2. Experimental Section
The manta-tow method uses a small floating wooden board, approximately 70 cm × 50 cm, which a snorkeler holds onto as they get towed along the surface around the reef. The board holds a sheet of underwater paper for recording what they observe. For this study an existing manta tow board was re-purposed by attaching a Sony
® A7r 36 mega-pixel full frame camera (Tokyo, Japan) in a Nauticam
® NA-A7 underwater housing (Hong Kong, China) with a Nikon UW-Nikkor
® 20 mm f2.8 lens (Tokyo, Japan) to the lower side of the board to give a view of the bottom equivalent to what a snorkeler would see. The underwater camera housing was adapted to allow for external power and camera control. On the upper side of the board a series of sensors were mounted including a sonar altimeter (Tritech
® PA500, Aberdeen, Scotland), a roll/tilt sensor (LORD MicroStrain
® 3DM-GX4-25, Williston, VT, USA) and a GPS unit, all controlled by a Raspberry Pi
® microcomputer (Caldecote, UK) located in a waterproof instrument pod.
Figure 1 shows the set up and the location of the main components.
The manta board rig allowed the collection of position data via GPS (using a small aerial that remained above the water during tows), distance to the bottom via a sonar altimeter and roll/tilt/acceleration data, all synchronized by the GPS time signal. The camera was synced to the other data by photographing another GPS unit and then correcting the internal clock of the camera to the common GPS time. This allowed the precise location, altitude (equivalent to bottom depth), speed, direction, and orientation of the camera to be recorded for each image taken. The manta board rig was controlled by the snorkeler to be just under the surface with the camera facing directly down.
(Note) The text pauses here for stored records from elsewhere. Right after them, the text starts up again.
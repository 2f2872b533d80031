use sqlx::PgPool;
use sqlx::types::Json;
use uuid::Uuid;

use super::listings::ListingCore;
use crate::models::Motorcycle;

pub const TABLE: &str = "motorcycles";

#[derive(Debug, Clone)]
pub struct MotorcycleFields {
    pub core: ListingCore,
    pub displacement: Option<i32>,
}

impl From<Motorcycle> for MotorcycleFields {
    fn from(moto: Motorcycle) -> Self {
        Self {
            core: ListingCore {
                brand: moto.brand,
                model: moto.model,
                year: moto.year,
                condition: moto.condition,
                transaction_type: moto.transaction_type,
                price: moto.price,
                mileage: moto.mileage,
                color: moto.color,
                category: moto.category,
                power: moto.power,
                registration_plate: moto.registration_plate,
                description: moto.description,
                features: moto.features,
                status: moto.status,
                images: moto.images.0,
            },
            displacement: moto.displacement,
        }
    }
}

pub async fn create(
    pool: &PgPool,
    agency_id: Uuid,
    fields: &MotorcycleFields,
) -> Result<Motorcycle, sqlx::Error> {
    let core = &fields.core;
    sqlx::query_as::<_, Motorcycle>(
        "INSERT INTO motorcycles
            (agency_id, brand, model, year, condition, transaction_type, price, mileage,
             color, category, power, registration_plate, description, features, status,
             images, displacement)
         VALUES ($1, $2, $3, $4, $5, $6, $7, $8, $9, $10, $11, $12, $13, $14, $15, $16, $17)
         RETURNING *",
    )
    .bind(agency_id)
    .bind(&core.brand)
    .bind(&core.model)
    .bind(core.year)
    .bind(core.condition)
    .bind(core.transaction_type)
    .bind(core.price)
    .bind(core.mileage)
    .bind(&core.color)
    .bind(&core.category)
    .bind(core.power)
    .bind(&core.registration_plate)
    .bind(&core.description)
    .bind(&core.features)
    .bind(core.status)
    .bind(Json(&core.images))
    .bind(fields.displacement)
    .fetch_one(pool)
    .await
}

pub async fn update(
    pool: &PgPool,
    id: Uuid,
    fields: &MotorcycleFields,
) -> Result<Motorcycle, sqlx::Error> {
    let core = &fields.core;
    sqlx::query_as::<_, Motorcycle>(
        "UPDATE motorcycles SET
            brand = $2, model = $3, year = $4, condition = $5, transaction_type = $6,
            price = $7, mileage = $8, color = $9, category = $10, power = $11,
            registration_plate = $12, description = $13, features = $14, status = $15,
            images = $16, displacement = $17, updated_at = now()
         WHERE id = $1 RETURNING *",
    )
    .bind(id)
    .bind(&core.brand)
    .bind(&core.model)
    .bind(core.year)
    .bind(core.condition)
    .bind(core.transaction_type)
    .bind(core.price)
    .bind(core.mileage)
    .bind(&core.color)
    .bind(&core.category)
    .bind(core.power)
    .bind(&core.registration_plate)
    .bind(&core.description)
    .bind(&core.features)
    .bind(core.status)
    .bind(Json(&core.images))
    .bind(fields.displacement)
    .fetch_one(pool)
    .await
}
A number of visual targets were printed on A3 paper (279 × 420 mm), laminated and weighted down to stay on the bottom. Two 1 m steel rulers were used to give distance measures. A small depth sensor (Schlumberger
® CTD Diver, Houston, TX, USA) was attached to one of the targets to give a separate measure of depth. The visual targets included A3-sized print-outs of the standard Snellen eye chart [
12], a color chart for white balance adjustments, and print outs with varying-sized lines to check what level of detail could be seen by the snorkelers and the camera. The visual targets are shown in
Figure 2.
The visual targets were positioned in approximately four-meter deep water in a sandy area off Wistari Reef in the southern part of the Great Barrier Reef, Australia. The two metal rulers were arranged in a “T” shape at the start of a flat sandy area with the other visual targets arranged along a line over which the snorkelers were towed (see
Figure 3). Conditions for the sampling were excellent with clear skies, calm seas and very clear water. The area chosen consisted of flat sandy region with a depth of around 4–5 m in a sheltered back reef area. All runs were done over a period of about 30 min, mid-morning, at the same location with effectively the same conditions.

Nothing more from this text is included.